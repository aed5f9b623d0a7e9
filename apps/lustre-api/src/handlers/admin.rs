use axum::extract::{Path, State};
use axum::http::StatusCode;
use axum::Json;
use lustre_db::models::coupon::NewCoupon;
use std::collections::HashMap;

use crate::handlers::error_response;
use crate::AppState;

pub async fn list_coupons(
    State(state): State<AppState>,
) -> Result<Json<serde_json::Value>, (StatusCode, Json<serde_json::Value>)> {
    let coupons = state.coupon_service.list_all().await.map_err(|e| {
        tracing::error!("Failed to list coupons: {:#}", e);
        error_response(StatusCode::INTERNAL_SERVER_ERROR, "Internal error")
    })?;
    Ok(Json(serde_json::json!({ "success": true, "coupons": coupons })))
}

pub async fn create_coupon(
    State(state): State<AppState>,
    Json(payload): Json<NewCoupon>,
) -> Result<Json<serde_json::Value>, (StatusCode, Json<serde_json::Value>)> {
    if payload.code.trim().is_empty() {
        return Err(error_response(StatusCode::BAD_REQUEST, "Coupon code is required"));
    }
    if payload.valid_until < payload.valid_from {
        return Err(error_response(
            StatusCode::BAD_REQUEST,
            "valid_until must not precede valid_from",
        ));
    }

    let coupon = state.coupon_service.create(&payload).await.map_err(|e| {
        // UNIQUE violation on code is the common admin mistake.
        tracing::warn!("Failed to create coupon {}: {:#}", payload.code, e);
        error_response(StatusCode::BAD_REQUEST, "Could not create coupon (duplicate code?)")
    })?;
    Ok(Json(serde_json::json!({ "success": true, "coupon": coupon })))
}

pub async fn deactivate_coupon(
    State(state): State<AppState>,
    Path(id): Path<i64>,
) -> Result<Json<serde_json::Value>, (StatusCode, Json<serde_json::Value>)> {
    let found = state.coupon_service.deactivate(id).await.map_err(|e| {
        tracing::error!("Failed to deactivate coupon {}: {:#}", id, e);
        error_response(StatusCode::INTERNAL_SERVER_ERROR, "Internal error")
    })?;
    if !found {
        return Err(error_response(StatusCode::NOT_FOUND, "Coupon not found"));
    }
    Ok(Json(serde_json::json!({ "success": true })))
}

pub async fn coupon_redemptions(
    State(state): State<AppState>,
    Path(id): Path<i64>,
) -> Result<Json<serde_json::Value>, (StatusCode, Json<serde_json::Value>)> {
    let redemptions = state.coupon_service.redemptions(id).await.map_err(|e| {
        tracing::error!("Failed to list redemptions for coupon {}: {:#}", id, e);
        error_response(StatusCode::INTERNAL_SERVER_ERROR, "Internal error")
    })?;
    Ok(Json(serde_json::json!({ "success": true, "redemptions": redemptions })))
}

pub async fn list_orders(
    State(state): State<AppState>,
) -> Result<Json<serde_json::Value>, (StatusCode, Json<serde_json::Value>)> {
    let orders = state.orders.list_recent(100).await.map_err(|e| {
        tracing::error!("Failed to list orders: {:#}", e);
        error_response(StatusCode::INTERNAL_SERVER_ERROR, "Internal error")
    })?;
    Ok(Json(serde_json::json!({ "success": true, "orders": orders })))
}

pub async fn get_settings(
    State(state): State<AppState>,
) -> Json<serde_json::Value> {
    let settings = state.settings.all().await;
    Json(serde_json::json!({ "success": true, "settings": settings }))
}

pub async fn save_settings(
    State(state): State<AppState>,
    Json(payload): Json<HashMap<String, String>>,
) -> Result<Json<serde_json::Value>, (StatusCode, Json<serde_json::Value>)> {
    state.settings.set_multiple(payload).await.map_err(|e| {
        tracing::error!("Failed to save settings: {:#}", e);
        error_response(StatusCode::INTERNAL_SERVER_ERROR, "Internal error")
    })?;
    Ok(Json(serde_json::json!({ "success": true })))
}
pub mod db;
pub mod models;
pub mod repositories;

pub use sqlx;
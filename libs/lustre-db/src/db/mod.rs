use anyhow::{Context, Result};
use sqlx::{sqlite::SqlitePoolOptions, SqlitePool};
use std::env;

pub async fn init_db() -> Result<SqlitePool> {
    let database_url = env::var("DATABASE_URL").context("DATABASE_URL must be set in .env")?;

    if !database_url.starts_with("sqlite://") {
        return Err(anyhow::anyhow!("DATABASE_URL must start with sqlite://"));
    }

    use sqlx::sqlite::SqliteConnectOptions;
    use std::str::FromStr;

    let options = SqliteConnectOptions::from_str(&database_url)?
        .create_if_missing(true)
        .journal_mode(sqlx::sqlite::SqliteJournalMode::Wal)
        .foreign_keys(true)
        .busy_timeout(std::time::Duration::from_secs(10));

    let pool = SqlitePoolOptions::new()
        .max_connections(20)
        .connect_with(options)
        .await
        .context("Failed to connect to SQLite")?;

    run_migrations(&pool).await?;

    Ok(pool)
}

/// In-memory pool for tests. Single connection so the database survives for
/// the lifetime of the pool.
pub async fn init_test_db() -> Result<SqlitePool> {
    let pool = SqlitePoolOptions::new()
        .max_connections(1)
        .connect("sqlite::memory:")
        .await
        .context("Failed to open in-memory SQLite")?;
    run_migrations(&pool).await?;
    Ok(pool)
}

async fn run_migrations(pool: &SqlitePool) -> Result<()> {
    sqlx::migrate!("./migrations")
        .run(pool)
        .await
        .context("Failed to run migrations")?;
    Ok(())
}
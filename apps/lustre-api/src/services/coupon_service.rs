use anyhow::Result;
use chrono::Utc;
use lustre_db::models::coupon::{Coupon, CouponRedemption, NewCoupon};
use lustre_db::repositories::coupon_repo::CouponRepository;
use serde::Serialize;
use thiserror::Error;

use crate::services::pricing::{calculate_discount, CouponError, DiscountResult};

#[derive(Debug, Error)]
pub enum ApplyError {
    #[error("Invalid coupon code")]
    UnknownCode,
    #[error(transparent)]
    Rejected(#[from] CouponError),
    #[error(transparent)]
    Storage(#[from] anyhow::Error),
}

/// Preview of a coupon against a cart, returned by the apply endpoint.
/// Nothing is consumed here; usage counters only move at redemption.
#[derive(Debug, Serialize)]
pub struct AppliedCoupon {
    pub code: String,
    pub name: String,
    pub discount: i64,
    pub discount_on_delivery: i64,
    pub savings: i64,
}

pub struct CouponService {
    coupons: CouponRepository,
}

impl CouponService {
    pub fn new(coupons: CouponRepository) -> Self {
        Self { coupons }
    }

    /// Look up and price a coupon against the cart. Unknown and known-but
    /// -rejected codes are distinct errors so the storefront can tell "typo"
    /// from "expired".
    pub async fn apply(
        &self,
        code: &str,
        user_id: Option<i64>,
        order_subtotal: i64,
        delivery_charge: i64,
    ) -> Result<(Coupon, DiscountResult), ApplyError> {
        let coupon = self
            .coupons
            .find_by_code(code)
            .await?
            .ok_or(ApplyError::UnknownCode)?;

        let user_usage_count = match user_id {
            Some(uid) => self.coupons.user_redemption_count(coupon.id, uid).await?,
            None => 0,
        };

        let discount = calculate_discount(
            &coupon,
            order_subtotal,
            delivery_charge,
            user_usage_count,
            Utc::now(),
        )?;

        Ok((coupon, discount))
    }

    pub async fn preview(
        &self,
        code: &str,
        user_id: Option<i64>,
        order_subtotal: i64,
        delivery_charge: i64,
    ) -> Result<AppliedCoupon, ApplyError> {
        let (coupon, discount) = self
            .apply(code, user_id, order_subtotal, delivery_charge)
            .await?;
        Ok(AppliedCoupon {
            code: coupon.code,
            name: coupon.name,
            discount: discount.discount,
            discount_on_delivery: discount.discount_on_delivery,
            savings: discount.savings(),
        })
    }

    pub async fn lookup(&self, code: &str) -> Result<Option<Coupon>> {
        self.coupons.find_by_code(code).await
    }

    /// Consume one usage unit inside the caller's transaction. False means
    /// the global limit was hit between preview and confirmation.
    pub async fn redeem_for_order(
        &self,
        tx: &mut sqlx::Transaction<'_, sqlx::Sqlite>,
        coupon_id: i64,
        user_id: i64,
        order_id: i64,
    ) -> Result<bool> {
        self.coupons.redeem(tx, coupon_id, user_id, order_id).await
    }

    pub async fn list_public(&self) -> Result<Vec<Coupon>> {
        self.coupons.list_public().await
    }

    pub async fn list_all(&self) -> Result<Vec<Coupon>> {
        self.coupons.list_all().await
    }

    pub async fn create(&self, new: &NewCoupon) -> Result<Coupon> {
        let id = self.coupons.create(new).await?;
        let coupon = self
            .coupons
            .get_by_id(id)
            .await?
            .ok_or_else(|| anyhow::anyhow!("Coupon vanished after insert"))?;
        Ok(coupon)
    }

    pub async fn deactivate(&self, id: i64) -> Result<bool> {
        self.coupons.deactivate(id).await
    }

    pub async fn redemptions(&self, coupon_id: i64) -> Result<Vec<CouponRedemption>> {
        self.coupons.list_redemptions(coupon_id).await
    }
}

#[cfg(test)]
mod tests {
    use super::*;
    use chrono::Duration;
    use lustre_db::db::init_test_db;
    use lustre_db::models::coupon::DiscountType;

    fn percent_coupon(code: &str) -> NewCoupon {
        let now = Utc::now();
        NewCoupon {
            code: code.to_string(),
            name: "Twenty off".to_string(),
            description: None,
            discount_type: DiscountType::Percentage,
            value: 20,
            minimum_order_amount: 50_000,
            maximum_discount_amount: Some(20_000),
            usage_limit: None,
            user_usage_limit: Some(1),
            valid_from: now - Duration::days(1),
            valid_until: now + Duration::days(30),
            is_public: true,
        }
    }

    async fn service() -> (CouponService, sqlx::SqlitePool) {
        let pool = init_test_db().await.unwrap();
        (CouponService::new(CouponRepository::new(pool.clone())), pool)
    }

    #[tokio::test]
    async fn apply_prices_known_coupon() {
        let (svc, _pool) = service().await;
        svc.create(&percent_coupon("TEST20")).await.unwrap();

        let applied = svc.preview("test20", None, 100_000, 5_000).await.unwrap();
        assert_eq!(applied.code, "TEST20");
        assert_eq!(applied.discount, 20_000);
        assert_eq!(applied.savings, 20_000);
    }

    #[tokio::test]
    async fn unknown_code_is_its_own_error() {
        let (svc, _pool) = service().await;
        let err = svc.preview("NOPE", None, 100_000, 0).await.unwrap_err();
        assert!(matches!(err, ApplyError::UnknownCode));
    }

    #[tokio::test]
    async fn preview_does_not_consume_usage() {
        let (svc, _pool) = service().await;
        let created = svc.create(&percent_coupon("TEST20")).await.unwrap();

        for _ in 0..3 {
            svc.preview("TEST20", Some(1), 100_000, 0).await.unwrap();
        }
        let coupon = svc
            .list_all()
            .await
            .unwrap()
            .into_iter()
            .find(|c| c.id == created.id)
            .unwrap();
        assert_eq!(coupon.used_count, 0);
    }

    #[tokio::test]
    async fn per_user_limit_enforced_after_redemption() {
        let (svc, pool) = service().await;
        let created = svc.create(&percent_coupon("TEST20")).await.unwrap();

        let mut tx = pool.begin().await.unwrap();
        assert!(svc.redeem_for_order(&mut tx, created.id, 42, 1).await.unwrap());
        tx.commit().await.unwrap();

        // the redeeming user is now blocked, others are not
        let err = svc.preview("TEST20", Some(42), 100_000, 0).await.unwrap_err();
        assert!(matches!(
            err,
            ApplyError::Rejected(CouponError::UserLimitExceeded)
        ));
        assert!(svc.preview("TEST20", Some(43), 100_000, 0).await.is_ok());
    }

    #[tokio::test]
    async fn deactivated_coupon_rejected_not_unknown() {
        let (svc, _pool) = service().await;
        let created = svc.create(&percent_coupon("TEST20")).await.unwrap();
        assert!(svc.deactivate(created.id).await.unwrap());

        let err = svc.preview("TEST20", None, 100_000, 0).await.unwrap_err();
        assert!(matches!(
            err,
            ApplyError::Rejected(CouponError::NotCurrentlyValid)
        ));
    }
}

........

◆ **YOUR GOAL**:
The stretch of entries above that starts with the line containing "async fn unknown_code_is_its_own_error()" and goes on through the line containing "async fn preview_does_not_consume_usage()" is to be transcribed exactly, and no other line is to be transcribed.

◆ **RESULT FOR THIS EXERCISE**:
    async fn unknown_code_is_its_own_error() {
        let (svc, _pool) = service().await;
        let err = svc.preview("NOPE", None, 100_000, 0).await.unwrap_err();
        assert!(matches!(err, ApplyError::UnknownCode));
    }

    #[tokio::test]
    async fn preview_does_not_consume_usage() {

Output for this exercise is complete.